EXERCISE BRIEF: Without omitting anything, copy the data exactly.

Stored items
________________
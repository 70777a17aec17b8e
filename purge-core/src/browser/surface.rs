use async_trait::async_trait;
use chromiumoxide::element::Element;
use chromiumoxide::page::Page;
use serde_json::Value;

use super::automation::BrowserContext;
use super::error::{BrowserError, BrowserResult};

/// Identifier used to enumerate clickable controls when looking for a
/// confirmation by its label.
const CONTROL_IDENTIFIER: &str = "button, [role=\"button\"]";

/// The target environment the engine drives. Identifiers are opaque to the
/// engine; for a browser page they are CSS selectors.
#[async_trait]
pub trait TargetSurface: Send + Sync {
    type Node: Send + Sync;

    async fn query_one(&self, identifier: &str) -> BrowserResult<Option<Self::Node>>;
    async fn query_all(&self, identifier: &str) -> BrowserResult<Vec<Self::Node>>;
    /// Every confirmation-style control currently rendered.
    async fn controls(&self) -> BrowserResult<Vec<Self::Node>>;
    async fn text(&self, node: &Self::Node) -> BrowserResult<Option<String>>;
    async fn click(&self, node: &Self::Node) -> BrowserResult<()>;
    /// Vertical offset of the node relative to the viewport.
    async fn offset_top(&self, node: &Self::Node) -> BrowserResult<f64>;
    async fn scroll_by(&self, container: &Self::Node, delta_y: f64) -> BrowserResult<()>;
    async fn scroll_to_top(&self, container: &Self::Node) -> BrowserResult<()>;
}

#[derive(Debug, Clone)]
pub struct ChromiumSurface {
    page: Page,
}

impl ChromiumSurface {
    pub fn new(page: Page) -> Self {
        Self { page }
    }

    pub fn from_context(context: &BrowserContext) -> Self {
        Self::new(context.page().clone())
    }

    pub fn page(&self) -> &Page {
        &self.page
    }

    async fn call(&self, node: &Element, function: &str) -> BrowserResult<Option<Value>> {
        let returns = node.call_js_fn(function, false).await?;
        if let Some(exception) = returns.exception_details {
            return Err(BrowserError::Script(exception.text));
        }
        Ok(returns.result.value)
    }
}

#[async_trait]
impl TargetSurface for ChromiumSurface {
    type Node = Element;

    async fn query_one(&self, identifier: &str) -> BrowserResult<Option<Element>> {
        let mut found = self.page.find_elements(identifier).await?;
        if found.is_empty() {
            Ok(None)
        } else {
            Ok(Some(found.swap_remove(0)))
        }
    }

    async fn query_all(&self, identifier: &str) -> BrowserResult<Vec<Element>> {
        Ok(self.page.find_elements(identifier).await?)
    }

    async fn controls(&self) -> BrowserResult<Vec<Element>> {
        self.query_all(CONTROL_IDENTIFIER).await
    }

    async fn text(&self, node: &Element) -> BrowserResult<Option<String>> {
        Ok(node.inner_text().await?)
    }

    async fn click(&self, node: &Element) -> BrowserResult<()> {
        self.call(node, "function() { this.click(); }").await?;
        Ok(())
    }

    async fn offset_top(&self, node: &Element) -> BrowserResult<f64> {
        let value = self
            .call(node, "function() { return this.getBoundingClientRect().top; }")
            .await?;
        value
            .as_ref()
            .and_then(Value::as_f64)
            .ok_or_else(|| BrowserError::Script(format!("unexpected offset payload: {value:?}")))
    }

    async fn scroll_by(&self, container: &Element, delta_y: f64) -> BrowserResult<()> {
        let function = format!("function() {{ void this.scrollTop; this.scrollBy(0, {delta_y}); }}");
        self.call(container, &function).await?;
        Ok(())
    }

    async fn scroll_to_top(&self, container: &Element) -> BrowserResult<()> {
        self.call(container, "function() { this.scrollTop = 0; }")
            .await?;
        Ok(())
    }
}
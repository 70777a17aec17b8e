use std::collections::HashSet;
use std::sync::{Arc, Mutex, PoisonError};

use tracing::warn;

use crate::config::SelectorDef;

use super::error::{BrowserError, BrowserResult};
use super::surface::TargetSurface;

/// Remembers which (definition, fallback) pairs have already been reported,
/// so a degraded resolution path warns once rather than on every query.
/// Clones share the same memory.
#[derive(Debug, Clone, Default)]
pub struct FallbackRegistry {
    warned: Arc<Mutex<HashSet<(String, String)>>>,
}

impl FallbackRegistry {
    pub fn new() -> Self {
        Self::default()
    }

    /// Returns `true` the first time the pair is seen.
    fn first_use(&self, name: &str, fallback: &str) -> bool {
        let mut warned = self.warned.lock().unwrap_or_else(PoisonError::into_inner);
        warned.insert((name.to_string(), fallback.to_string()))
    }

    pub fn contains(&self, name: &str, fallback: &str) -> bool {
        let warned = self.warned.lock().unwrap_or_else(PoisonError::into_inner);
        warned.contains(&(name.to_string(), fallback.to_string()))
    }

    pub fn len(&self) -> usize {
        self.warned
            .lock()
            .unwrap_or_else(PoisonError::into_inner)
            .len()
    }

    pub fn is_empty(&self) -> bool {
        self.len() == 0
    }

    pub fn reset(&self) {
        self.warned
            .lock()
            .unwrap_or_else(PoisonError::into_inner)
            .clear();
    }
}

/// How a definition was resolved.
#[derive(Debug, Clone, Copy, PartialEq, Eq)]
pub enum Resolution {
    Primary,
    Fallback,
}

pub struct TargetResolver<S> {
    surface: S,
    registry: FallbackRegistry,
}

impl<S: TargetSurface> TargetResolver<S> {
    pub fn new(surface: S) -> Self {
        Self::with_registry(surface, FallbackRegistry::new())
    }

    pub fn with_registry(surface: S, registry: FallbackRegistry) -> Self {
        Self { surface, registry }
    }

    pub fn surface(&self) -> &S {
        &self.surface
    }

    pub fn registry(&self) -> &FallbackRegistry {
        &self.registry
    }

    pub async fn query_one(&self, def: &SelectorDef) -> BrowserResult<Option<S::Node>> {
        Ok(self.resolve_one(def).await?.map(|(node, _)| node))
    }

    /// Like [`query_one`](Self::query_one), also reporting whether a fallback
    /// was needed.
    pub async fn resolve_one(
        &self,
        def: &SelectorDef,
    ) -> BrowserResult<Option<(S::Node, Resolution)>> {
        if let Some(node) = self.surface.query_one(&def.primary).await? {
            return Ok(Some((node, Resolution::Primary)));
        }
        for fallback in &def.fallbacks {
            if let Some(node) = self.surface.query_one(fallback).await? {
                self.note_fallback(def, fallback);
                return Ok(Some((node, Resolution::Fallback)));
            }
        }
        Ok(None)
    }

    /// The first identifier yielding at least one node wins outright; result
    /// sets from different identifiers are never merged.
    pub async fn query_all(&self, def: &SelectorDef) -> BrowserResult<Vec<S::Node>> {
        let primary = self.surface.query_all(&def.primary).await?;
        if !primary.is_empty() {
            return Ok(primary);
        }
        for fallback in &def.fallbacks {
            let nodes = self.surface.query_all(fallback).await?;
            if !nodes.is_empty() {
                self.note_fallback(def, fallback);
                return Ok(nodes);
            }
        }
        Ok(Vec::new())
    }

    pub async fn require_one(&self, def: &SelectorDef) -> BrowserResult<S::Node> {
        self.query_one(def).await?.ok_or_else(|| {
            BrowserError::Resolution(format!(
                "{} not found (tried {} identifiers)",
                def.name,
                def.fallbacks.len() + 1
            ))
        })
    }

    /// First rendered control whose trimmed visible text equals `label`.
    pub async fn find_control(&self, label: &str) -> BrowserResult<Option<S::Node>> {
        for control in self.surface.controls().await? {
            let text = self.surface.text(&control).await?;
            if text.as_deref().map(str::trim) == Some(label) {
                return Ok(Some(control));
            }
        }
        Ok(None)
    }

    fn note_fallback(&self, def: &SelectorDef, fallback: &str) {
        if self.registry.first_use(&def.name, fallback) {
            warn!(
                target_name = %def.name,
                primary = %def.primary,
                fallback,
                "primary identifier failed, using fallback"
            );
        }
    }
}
________________
RESULT OF THIS TASK:
repository 70777a17aec17b8e
filename purge-core/src/browser/surface.rs
use async_trait::async_trait;
use chromiumoxide::element::Element;
use chromiumoxide::page::Page;
use serde_json::Value;

use super::automation::BrowserContext;
use super::error::{BrowserError, BrowserResult};

/// Identifier used to enumerate clickable controls when looking for a
/// confirmation by its label.
const CONTROL_IDENTIFIER: &str = "button, [role=\"button\"]";

/// The target environment the engine drives. Identifiers are opaque to the
/// engine; for a browser page they are CSS selectors.
#[async_trait]
pub trait TargetSurface: Send + Sync {
    type Node: Send + Sync;

    async fn query_one(&self, identifier: &str) -> BrowserResult<Option<Self::Node>>;
    async fn query_all(&self, identifier: &str) -> BrowserResult<Vec<Self::Node>>;
    /// Every confirmation-style control currently rendered.
    async fn controls(&self) -> BrowserResult<Vec<Self::Node>>;
    async fn text(&self, node: &Self::Node) -> BrowserResult<Option<String>>;
    async fn click(&self, node: &Self::Node) -> BrowserResult<()>;
    /// Vertical offset of the node relative to the viewport.
    async fn offset_top(&self, node: &Self::Node) -> BrowserResult<f64>;
    async fn scroll_by(&self, container: &Self::Node, delta_y: f64) -> BrowserResult<()>;
    async fn scroll_to_top(&self, container: &Self::Node) -> BrowserResult<()>;
}

#[derive(Debug, Clone)]
pub struct ChromiumSurface {
    page: Page,
}

impl ChromiumSurface {
    pub fn new(page: Page) -> Self {
        Self { page }
    }

    pub fn from_context(context: &BrowserContext) -> Self {
        Self::new(context.page().clone())
    }

    pub fn page(&self) -> &Page {
        &self.page
    }

    async fn call(&self, node: &Element, function: &str) -> BrowserResult<Option<Value>> {
        let returns = node.call_js_fn(function, false).await?;
        if let Some(exception) = returns.exception_details {
            return Err(BrowserError::Script(exception.text));
        }
        Ok(returns.result.value)
    }
}

#[async_trait]
impl TargetSurface for ChromiumSurface {
    type Node = Element;

    async fn query_one(&self, identifier: &str) -> BrowserResult<Option<Element>> {
        let mut found = self.page.find_elements(identifier).await?;
        if found.is_empty() {
            Ok(None)
        } else {
            Ok(Some(found.swap_remove(0)))
        }
    }

    async fn query_all(&self, identifier: &str) -> BrowserResult<Vec<Element>> {
        Ok(self.page.find_elements(identifier).await?)
    }

    async fn controls(&self) -> BrowserResult<Vec<Element>> {
        self.query_all(CONTROL_IDENTIFIER).await
    }

    async fn text(&self, node: &Element) -> BrowserResult<Option<String>> {
        Ok(node.inner_text().await?)
    }

    async fn click(&self, node: &Element) -> BrowserResult<()> {
        self.call(node, "function() { this.click(); }").await?;
        Ok(())
    }

    async fn offset_top(&self, node: &Element) -> BrowserResult<f64> {
        let value = self
            .call(node, "function() { return this.getBoundingClientRect().top; }")
            .await?;
        value
            .as_ref()
            .and_then(Value::as_f64)
            .ok_or_else(|| BrowserError::Script(format!("unexpected offset payload: {value:?}")))
    }

    async fn scroll_by(&self, container: &Element, delta_y: f64) -> BrowserResult<()> {
        let function = format!("function() {{ void this.scrollTop; this.scrollBy(0, {delta_y}); }}");
        self.call(container, &function).await?;
        Ok(())
    }

    async fn scroll_to_top(&self, container: &Element) -> BrowserResult<()> {
        self.call(container, "function() { this.scrollTop = 0; }")
            .await?;
        Ok(())
    }
}
repository 70777a17aec17b8e
use std::collections::HashSet;
use std::sync::{Arc, Mutex, PoisonError};

use tracing::warn;

use crate::config::SelectorDef;

use super::error::{BrowserError, BrowserResult};
use super::surface::TargetSurface;

/// Remembers which (definition, fallback) pairs have already been reported,
/// so a degraded resolution path warns once rather than on every query.
/// Clones share the same memory.
#[derive(Debug, Clone, Default)]
pub struct FallbackRegistry {
    warned: Arc<Mutex<HashSet<(String, String)>>>,
}

impl FallbackRegistry {
    pub fn new() -> Self {
        Self::default()
    }

    /// Returns `true` the first time the pair is seen.
    fn first_use(&self, name: &str, fallback: &str) -> bool {
        let mut warned = self.warned.lock().unwrap_or_else(PoisonError::into_inner);
        warned.insert((name.to_string(), fallback.to_string()))
    }

    pub fn contains(&self, name: &str, fallback: &str) -> bool {
        let warned = self.warned.lock().unwrap_or_else(PoisonError::into_inner);
        warned.contains(&(name.to_string(), fallback.to_string()))
    }

    pub fn len(&self) -> usize {
        self.warned
            .lock()
            .unwrap_or_else(PoisonError::into_inner)
            .len()
    }

    pub fn is_empty(&self) -> bool {
        self.len() == 0
    }

    pub fn reset(&self) {
        self.warned
            .lock()
            .unwrap_or_else(PoisonError::into_inner)
            .clear();
    }
}

/// How a definition was resolved.
#[derive(Debug, Clone, Copy, PartialEq, Eq)]
pub enum Resolution {
    Primary,
    Fallback,
}

pub struct TargetResolver<S> {
    surface: S,
    registry: FallbackRegistry,
}

impl<S: TargetSurface> TargetResolver<S> {
    pub fn new(surface: S) -> Self {
        Self::with_registry(surface, FallbackRegistry::new())
    }

    pub fn with_registry(surface: S, registry: FallbackRegistry) -> Self {
        Self { surface, registry }
    }

    pub fn surface(&self) -> &S {
        &self.surface
    }

    pub fn registry(&self) -> &FallbackRegistry {
        &self.registry
    }

    pub async fn query_one(&self, def: &SelectorDef) -> BrowserResult<Option<S::Node>> {
        Ok(self.resolve_one(def).await?.map(|(node, _)| node))
    }

    /// Like [`query_one`](Self::query_one), also reporting whether a fallback
    /// was needed.
    pub async fn resolve_one(
        &self,
        def: &SelectorDef,
    ) -> BrowserResult<Option<(S::Node, Resolution)>> {
        if let Some(node) = self.surface.query_one(&def.primary).await? {
            return Ok(Some((node, Resolution::Primary)));
        }
        for fallback in &def.fallbacks {
            if let Some(node) = self.surface.query_one(fallback).await? {
                self.note_fallback(def, fallback);
                return Ok(Some((node, Resolution::Fallback)));
            }
        }
        Ok(None)
    }

    /// The first identifier yielding at least one node wins outright; result
    /// sets from different identifiers are never merged.
    pub async fn query_all(&self, def: &SelectorDef) -> BrowserResult<Vec<S::Node>> {
        let primary = self.surface.query_all(&def.primary).await?;
        if !primary.is_empty() {
            return Ok(primary);
        }
        for fallback in &def.fallbacks {
            let nodes = self.surface.query_all(fallback).await?;
            if !nodes.is_empty() {
                self.note_fallback(def, fallback);
                return Ok(nodes);
            }
        }
        Ok(Vec::new())
    }

    pub async fn require_one(&self, def: &SelectorDef) -> BrowserResult<S::Node> {
        self.query_one(def).await?.ok_or_else(|| {
            BrowserError::Resolution(format!(
                "{} not found (tried {} identifiers)",
                def.name,
                def.fallbacks.len() + 1
            ))
        })
    }

    /// First rendered control whose trimmed visible text equals `label`.
    pub async fn find_control(&self, label: &str) -> BrowserResult<Option<S::Node>> {
        for control in self.surface.controls().await? {
            let text = self.surface.text(&control).await?;
            if text.as_deref().map(str::trim) == Some(label) {
                return Ok(Some(control));
            }
        }
        Ok(None)
    }

    fn note_fallback(&self, def: &SelectorDef, fallback: &str) {
        if self.registry.first_use(&def.name, fallback) {
            warn!(
                target_name = %def.name,
                primary = %def.primary,
                fallback,
                "primary identifier failed, using fallback"
            );
        }
    }
}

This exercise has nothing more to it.